■ Materials provided
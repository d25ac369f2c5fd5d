use std::sync::atomic::{AtomicBool, Ordering};
use std::sync::Arc;
use std::time::Duration;
use time::OffsetDateTime;
use tokio::sync::mpsc::{self, error::TrySendError};
use tokio::sync::Notify;
use tokio::time::{sleep_until, Instant};

use crate::error::BufferError;
use crate::record::RawRecord;

#[derive(Debug, Clone, Copy, PartialEq, Eq)]
pub enum CloseReason {
    /// Reached `max_batch_size`.
    Size,
    /// Reached `max_batch_age` since its first record.
    Age,
    /// Flushed by shutdown or because every producer went away.
    Shutdown,
}

#[derive(Debug, Clone)]
pub struct Batch {
    pub records: Vec<RawRecord>,
    pub created_at: OffsetDateTime,
    pub reason: CloseReason,
}

impl Batch {
    pub fn len(&self) -> usize {
        self.records.len()
    }

    pub fn is_empty(&self) -> bool {
        self.records.is_empty()
    }
}

/// A record refused by [`BufferHandle::try_accept`], handed back to the caller.
#[derive(Debug)]
pub struct Rejected {
    pub record: RawRecord,
    pub error: BufferError,
}

#[derive(Debug)]
struct Shared {
    closed: AtomicBool,
    shutdown: Notify,
    capacity: usize,
}

/// Producer side. Cheap to clone; every clone feeds the same buffer.
#[derive(Debug, Clone)]
pub struct BufferHandle {
    tx: mpsc::Sender<RawRecord>,
    shared: Arc<Shared>,
}

/// Consumer side. Owns batch assembly; there is exactly one.
#[derive(Debug)]
pub struct BatchReceiver {
    rx: mpsc::Receiver<RawRecord>,
    shared: Arc<Shared>,
    max_batch_size: usize,
    max_batch_age: Duration,
    draining: bool,
}

/// Build a buffer holding at most `max_batch_size * capacity_factor` pending records.
pub fn ingestion_buffer(max_batch_size: usize, max_batch_age: Duration, capacity_factor: usize) -> (BufferHandle, BatchReceiver) {
    let max_batch_size = max_batch_size.max(1);
    let capacity = max_batch_size.saturating_mul(capacity_factor.max(1));
    let (tx, rx) = mpsc::channel(capacity);
    let shared = Arc::new(Shared { closed: AtomicBool::new(false), shutdown: Notify::new(), capacity });
    (
        BufferHandle { tx, shared: shared.clone() },
        BatchReceiver { rx, shared, max_batch_size, max_batch_age, draining: false },
    )
}

impl BufferHandle {
    /// Enqueue a record, waiting for room when the buffer is full.
    pub async fn accept(&self, record: RawRecord) -> Result<(), BufferError> {
        if self.is_closed() {
            return Err(BufferError::Closed);
        }
        self.tx.send(record).await.map_err(|_| BufferError::Closed)
    }

    /// Enqueue without waiting; a full buffer yields `Backpressure`.
    pub fn try_accept(&self, record: RawRecord) -> Result<(), Rejected> {
        if self.is_closed() {
            return Err(Rejected { record, error: BufferError::Closed });
        }
        self.tx.try_send(record).map_err(|err| match err {
            TrySendError::Full(record) => Rejected { record, error: BufferError::Backpressure { capacity: self.shared.capacity } },
            TrySendError::Closed(record) => Rejected { record, error: BufferError::Closed },
        })
    }

    /// Refuse further records and let the consumer flush what is pending.
    pub fn shutdown(&self) {
        if !self.shared.closed.swap(true, Ordering::AcqRel) {
            tracing::info!("ingestion buffer shutting down");
            self.shared.shutdown.notify_one();
        }
    }

    pub fn is_closed(&self) -> bool {
        self.shared.closed.load(Ordering::Acquire)
    }

    pub fn capacity(&self) -> usize {
        self.shared.capacity
    }
}

impl BatchReceiver {
    /// Wait for the next closed batch. Returns `None` once the buffer is shut
    /// down (or every producer is gone) and fully drained.
    pub async fn next_batch(&mut self) -> Option<Batch> {
        if !self.draining && self.shared.closed.load(Ordering::Acquire) {
            self.begin_drain();
        }
        if self.draining {
            return self.drain_batch().await;
        }

        let first = tokio::select! {
            biased;
            rec = self.rx.recv() => rec,
            _ = self.shared.shutdown.notified() => {
                self.begin_drain();
                return self.drain_batch().await;
            }
        };
        let first = first?;
        let created_at = OffsetDateTime::now_utc();
        let deadline = Instant::now() + self.max_batch_age;
        let mut records = Vec::with_capacity(self.max_batch_size.min(1024));
        records.push(first);

        let reason = loop {
            if records.len() >= self.max_batch_size {
                break CloseReason::Size;
            }
            tokio::select! {
                biased;
                rec = self.rx.recv() => match rec {
                    Some(rec) => records.push(rec),
                    None => break CloseReason::Shutdown,
                },
                _ = sleep_until(deadline) => break CloseReason::Age,
                _ = self.shared.shutdown.notified() => {
                    self.begin_drain();
                    while records.len() < self.max_batch_size {
                        match self.rx.recv().await {
                            Some(rec) => records.push(rec),
                            None => break,
                        }
                    }
                    break if records.len() >= self.max_batch_size { CloseReason::Size } else { CloseReason::Shutdown };
                }
            }
        };

        tracing::debug!(records = records.len(), reason = ?reason, "batch closed");
        Some(Batch { records, created_at, reason })
    }

    fn begin_drain(&mut self) {
        self.draining = true;
        self.rx.close();
    }

    async fn drain_batch(&mut self) -> Option<Batch> {
        let mut records = Vec::new();
        while records.len() < self.max_batch_size {
            match self.rx.recv().await {
                Some(rec) => records.push(rec),
                None => break,
            }
        }
        if records.is_empty() {
            return None;
        }
        let reason = if records.len() >= self.max_batch_size { CloseReason::Size } else { CloseReason::Shutdown };
        tracing::debug!(records = records.len(), reason = ?reason, "batch flushed on shutdown");
        Some(Batch { records, created_at: OffsetDateTime::now_utc(), reason })
    }
}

■ Task prompt
Show all lines from the listing above in which "await" appears.

■ Solution
        self.tx.send(record).await.map_err(|_| BufferError::Closed)
            return self.drain_batch().await;
                return self.drain_batch().await;
                        match self.rx.recv().await {
            match self.rx.recv().await {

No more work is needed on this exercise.